Regulars at Green Thumb Organics, which was open throughout the pandemic, have recently been joined by more casual visitors and tourists, associate JC Gonzalez told me.
“I think people are more social,” Gonzalez said. The lifted mask mandates, he added, have the potential to “help people to come out and support our business.”
Opening hours hadn’t yet hit many indoor vendors in the building’s eastern span, making it more of a ghost wing when I stopped in. But shops on the other side saw a steady flow of people passing through to order drinks from Red Bay Coffee — one of the few Black-owned coffee roasters — and peruse greeting cards. I joined the coffee drinkers, summoning up the neurons needed to approach strangers once again.
John Lamonte, a city worker who regularly monitors the surrounding facilities, has noticed more people frequent the area, though it’s still not packed like before. He said he’s good with the lifted capacity limits but thinks the end to the mask mandate is a little early, especially considering the flow of tourists steadily increasing.

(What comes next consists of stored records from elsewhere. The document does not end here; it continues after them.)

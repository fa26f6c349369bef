/**
 * Server Configuration
 *
 * Configuration is resolved in three layers, later ones winning:
 *
 * 1. Built-in defaults (suitable for local development)
 * 2. An optional TOML file named by `TASKHUB_CONFIG`
 * 3. Environment variables (`.env` is loaded first by the binary)
 *
 * | Variable           | Field              | Default                          |
 * |--------------------|--------------------|----------------------------------|
 * | `DATABASE_URL`     | `database_url`     | `sqlite://taskhub.db?mode=rwc`   |
 * | `JWT_SECRET`       | `jwt_secret`       | development secret (dev only)    |
 * | `JWT_EXPIRY_HOURS` | `jwt_expiry_hours` | `24`                             |
 * | `SERVER_PORT`      | `port`             | `3001`                           |
 * | `FRONTEND_URL`     | `frontend_url`     | `http://localhost:3000`          |
 * | `BCRYPT_COST`      | `bcrypt_cost`      | `bcrypt::DEFAULT_COST`           |
 * | `APP_ENV`          | `environment`      | `development`                    |
 * | `ADMIN_EMAILS`     | `admin_emails`     | empty                            |
 *
 * `ADMIN_EMAILS` is a comma-separated list. Accounts with a listed email
 * are created as (or promoted to) administrators.
 *
 * Production refuses to start without an explicit `JWT_SECRET`.
 */

use std::path::{Path, PathBuf};
use std::str::FromStr;

use serde::Deserialize;
use thiserror::Error;

/// Secret used when none is configured outside production.
pub const DEVELOPMENT_JWT_SECRET: &str = "taskhub-development-secret";

#[derive(Debug, Error)]
pub enum ConfigError {
    #[error("failed to read config file {path}: {source}")]
    Io {
        path: PathBuf,
        #[source]
        source: std::io::Error,
    },

    #[error("invalid config file: {0}")]
    Toml(#[from] toml::de::Error),

    #[error("invalid value for {key}: {message}")]
    InvalidValue { key: &'static str, message: String },

    #[error("{0} must be set in production")]
    Missing(&'static str),
}

#[derive(Debug, Clone, Copy, PartialEq, Eq, Default, Deserialize)]
#[serde(rename_all = "lowercase")]
pub enum Environment {
    #[default]
    Development,
    Production,
}

impl FromStr for Environment {
    type Err = ConfigError;

    fn from_str(value: &str) -> Result<Self, Self::Err> {
        match value.trim().to_ascii_lowercase().as_str() {
            "development" | "dev" => Ok(Self::Development),
            "production" | "prod" => Ok(Self::Production),
            other => Err(ConfigError::InvalidValue {
                key: "APP_ENV",
                message: format!("unknown environment '{other}'"),
            }),
        }
    }
}

#[derive(Debug, Clone, Deserialize)]
#[serde(default)]
pub struct ServerConfig {
    pub database_url: String,
    /// Empty means "not configured"
    pub jwt_secret: String,
    pub jwt_expiry_hours: i64,
    pub port: u16,
    /// Allowed CORS origin
    pub frontend_url: String,
    pub bcrypt_cost: u32,
    pub environment: Environment,
    /// Lowercased after `finalize`
    pub admin_emails: Vec<String>,
}

impl Default for ServerConfig {
    fn default() -> Self {
        Self {
            database_url: "sqlite://taskhub.db?mode=rwc".to_string(),
            jwt_secret: String::new(),
            jwt_expiry_hours: 24,
            port: 3001,
            frontend_url: "http://localhost:3000".to_string(),
            bcrypt_cost: bcrypt::DEFAULT_COST,
            environment: Environment::Development,
            admin_emails: Vec::new(),
        }
    }
}

impl ServerConfig {
    /// Load configuration from defaults, `TASKHUB_CONFIG` and the process environment
    pub fn load() -> Result<Self, ConfigError> {
        let mut config = match std::env::var("TASKHUB_CONFIG") {
            Ok(path) => {
                tracing::info!("Loading configuration from {}", path);
                Self::from_file(path)?
            }
            Err(_) => Self::default(),
        };
        config.apply_env(|key| std::env::var(key).ok())?;
        config.finalize()?;
        Ok(config)
    }

    pub fn from_file(path: impl AsRef<Path>) -> Result<Self, ConfigError> {
        let path = path.as_ref();
        let text = std::fs::read_to_string(path).map_err(|source| ConfigError::Io {
            path: path.to_path_buf(),
            source,
        })?;
        Self::from_toml_str(&text)
    }

    pub fn from_toml_str(text: &str) -> Result<Self, ConfigError> {
        Ok(toml::from_str(text)?)
    }

    /// Overlay values found through `lookup` (normally `std::env::var`).
    pub fn apply_env<F>(&mut self, lookup: F) -> Result<(), ConfigError>
    where
        F: Fn(&str) -> Option<String>,
    {
        if let Some(url) = lookup("DATABASE_URL") {
            self.database_url = url;
        }
        if let Some(secret) = lookup("JWT_SECRET") {
            self.jwt_secret = secret;
        }
        if let Some(hours) = lookup("JWT_EXPIRY_HOURS") {
            self.jwt_expiry_hours = parse_value("JWT_EXPIRY_HOURS", &hours)?;
        }
        if let Some(port) = lookup("SERVER_PORT") {
            self.port = parse_value("SERVER_PORT", &port)?;
        }
        if let Some(origin) = lookup("FRONTEND_URL") {
            self.frontend_url = origin;
        }
        if let Some(cost) = lookup("BCRYPT_COST") {
            self.bcrypt_cost = parse_value("BCRYPT_COST", &cost)?;
        }
        if let Some(env) = lookup("APP_ENV") {
            self.environment = env.parse()?;
        }
        if let Some(emails) = lookup("ADMIN_EMAILS") {
            self.admin_emails = emails.split(',').map(str::to_string).collect();
        }
        Ok(())
    }

    /// Validate, and fill the development secret when allowed
    pub fn finalize(&mut self) -> Result<(), ConfigError> {
        if self.jwt_secret.is_empty() {
            if self.is_production() {
                return Err(ConfigError::Missing("JWT_SECRET"));
            }
            tracing::warn!("JWT_SECRET not set, using the development secret");
            self.jwt_secret = DEVELOPMENT_JWT_SECRET.to_string();
        }
        if self.jwt_expiry_hours <= 0 {
            return Err(ConfigError::InvalidValue {
                key: "JWT_EXPIRY_HOURS",
                message: "must be positive".to_string(),
            });
        }
        if !(4..=31).contains(&self.bcrypt_cost) {
            return Err(ConfigError::InvalidValue {
                key: "BCRYPT_COST",
                message: "must be between 4 and 31".to_string(),
            });
        }
        self.admin_emails = self
            .admin_emails
            .iter()
            .map(|email| email.trim().to_lowercase())
            .filter(|email| !email.is_empty())
            .collect();
        if axum::http::HeaderValue::from_str(&self.frontend_url).is_err() {
            return Err(ConfigError::InvalidValue {
                key: "FRONTEND_URL",
                message: "not a valid origin".to_string(),
            });
        }
        Ok(())
    }

    pub fn is_production(&self) -> bool {
        self.environment == Environment::Production
    }

    pub fn is_admin_email(&self, email: &str) -> bool {
        let email = email.trim();
        self.admin_emails
            .iter()
            .any(|listed| listed.trim().eq_ignore_ascii_case(email))
    }
}

fn parse_value<T: FromStr>(key: &'static str, raw: &str) -> Result<T, ConfigError> {
    raw.trim().parse().map_err(|_| ConfigError::InvalidValue {
        key,
        message: format!("could not parse '{raw}'"),
    })
}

“People are still cautious, and that’s probably a good thing,” Lamonte said while clutching two bags of Acme Bread Company goods. “I’m still going to wear [a mask] for a little while more. People come from all over and they go places.”
Lamonte also felt that San Francisco’s vigilance and leadership has inspired confidence in people to be out and to welcome visitors. “We’re lucky to be in the best city in the United States,” he said.
Tourists I encountered at the Ferry Building seemed to feel a sense of ease from The City’s approach. Kyle Dodd, a Washington state resident stopping in from a camping trip, felt assured by our high vaccination rates, and remains accustomed to wearing his mask.
“It’s peace of mind,” said Kyle Dodd while waiting for a Blue Bottle Coffee order. “It’s been kind of a way of life.”
Christy Chung, visiting from North Carolina with her parents to visit her brother, agreed. Her family had put off the visit for obvious reasons, but felt comfortable after their vaccinations.
“It’s nice to see people still wearing masks,” Chung said. “It’s more a mental thing than a science thing.”